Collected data
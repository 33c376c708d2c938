//! Session domain events.
//!
//! One event per lifecycle move. Every mutating method on `Session` returns
//! the event describing what it did; handlers publish it after the record
//! is stored.

use serde::{Deserialize, Serialize};

use crate::domain::foundation::{DomainEvent, SessionId, Timestamp, UserId};

use super::NoShowParty;

/// Events published by the Session aggregate.
#[derive(Debug, Clone, PartialEq, Serialize, Deserialize)]
#[serde(tag = "kind", rename_all = "snake_case")]
pub enum SessionEvent {
    /// A provider published an open slot.
    SlotPublished {
        session_id: SessionId,
        provider_id: String,
        starts_at: Timestamp,
        occurred_at: Timestamp,
    },
    /// A student claimed an open slot.
    Booked {
        session_id: SessionId,
        student_id: UserId,
        booked_by: UserId,
        occurred_at: Timestamp,
    },
    /// Payment was confirmed and the session is locked in.
    Confirmed {
        session_id: SessionId,
        amount_charged_cents: i64,
        payment_reference: Option<String>,
        occurred_at: Timestamp,
    },
    /// A video meeting was attached to the session.
    MeetingAttached {
        session_id: SessionId,
        meeting_id: String,
        occurred_at: Timestamp,
    },
    Completed {
        session_id: SessionId,
        occurred_at: Timestamp,
    },
    Cancelled {
        session_id: SessionId,
        cancelled_by: UserId,
        reason: String,
        occurred_at: Timestamp,
    },
    MarkedNoShow {
        session_id: SessionId,
        party: NoShowParty,
        marked_by: UserId,
        occurred_at: Timestamp,
    },
    Refunded {
        session_id: SessionId,
        amount_refunded_cents: i64,
        occurred_at: Timestamp,
    },
}

impl SessionEvent {
    pub fn session_id(&self) -> SessionId {
        match self {
            SessionEvent::SlotPublished { session_id, .. }
            | SessionEvent::Booked { session_id, .. }
            | SessionEvent::Confirmed { session_id, .. }
            | SessionEvent::MeetingAttached { session_id, .. }
            | SessionEvent::Completed { session_id, .. }
            | SessionEvent::Cancelled { session_id, .. }
            | SessionEvent::MarkedNoShow { session_id, .. }
            | SessionEvent::Refunded { session_id, .. } => *session_id,
        }
    }
}

impl DomainEvent for SessionEvent {
    fn event_type(&self) -> &'static str {
        match self {
            SessionEvent::SlotPublished { .. } => "session.slot_published.v1",
            SessionEvent::Booked { .. } => "session.booked.v1",
            SessionEvent::Confirmed { .. } => "session.confirmed.v1",
            SessionEvent::MeetingAttached { .. } => "session.meeting_attached.v1",
            SessionEvent::Completed { .. } => "session.completed.v1",
            SessionEvent::Cancelled { .. } => "session.cancelled.v1",
            SessionEvent::MarkedNoShow { .. } => "session.no_show.v1",
            SessionEvent::Refunded { .. } => "session.refunded.v1",
        }
    }

    fn aggregate_id(&self) -> String {
        self.session_id().to_string()
    }

    fn aggregate_type(&self) -> &'static str {
        "Session"
    }

    fn occurred_at(&self) -> Timestamp {
        match self {
            SessionEvent::SlotPublished { occurred_at, .. }
            | SessionEvent::Booked { occurred_at, .. }
            | SessionEvent::Confirmed { occurred_at, .. }
            | SessionEvent::MeetingAttached { occurred_at, .. }
            | SessionEvent::Completed { occurred_at, .. }
            | SessionEvent::Cancelled { occurred_at, .. }
            | SessionEvent::MarkedNoShow { occurred_at, .. }
            | SessionEvent::Refunded { occurred_at, .. } => *occurred_at,
        }
    }
}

• INSTRUCTIONS FOR THE TASK
Total lines holding "static" in the records: report this figure alone.

• RESULT BELOW
2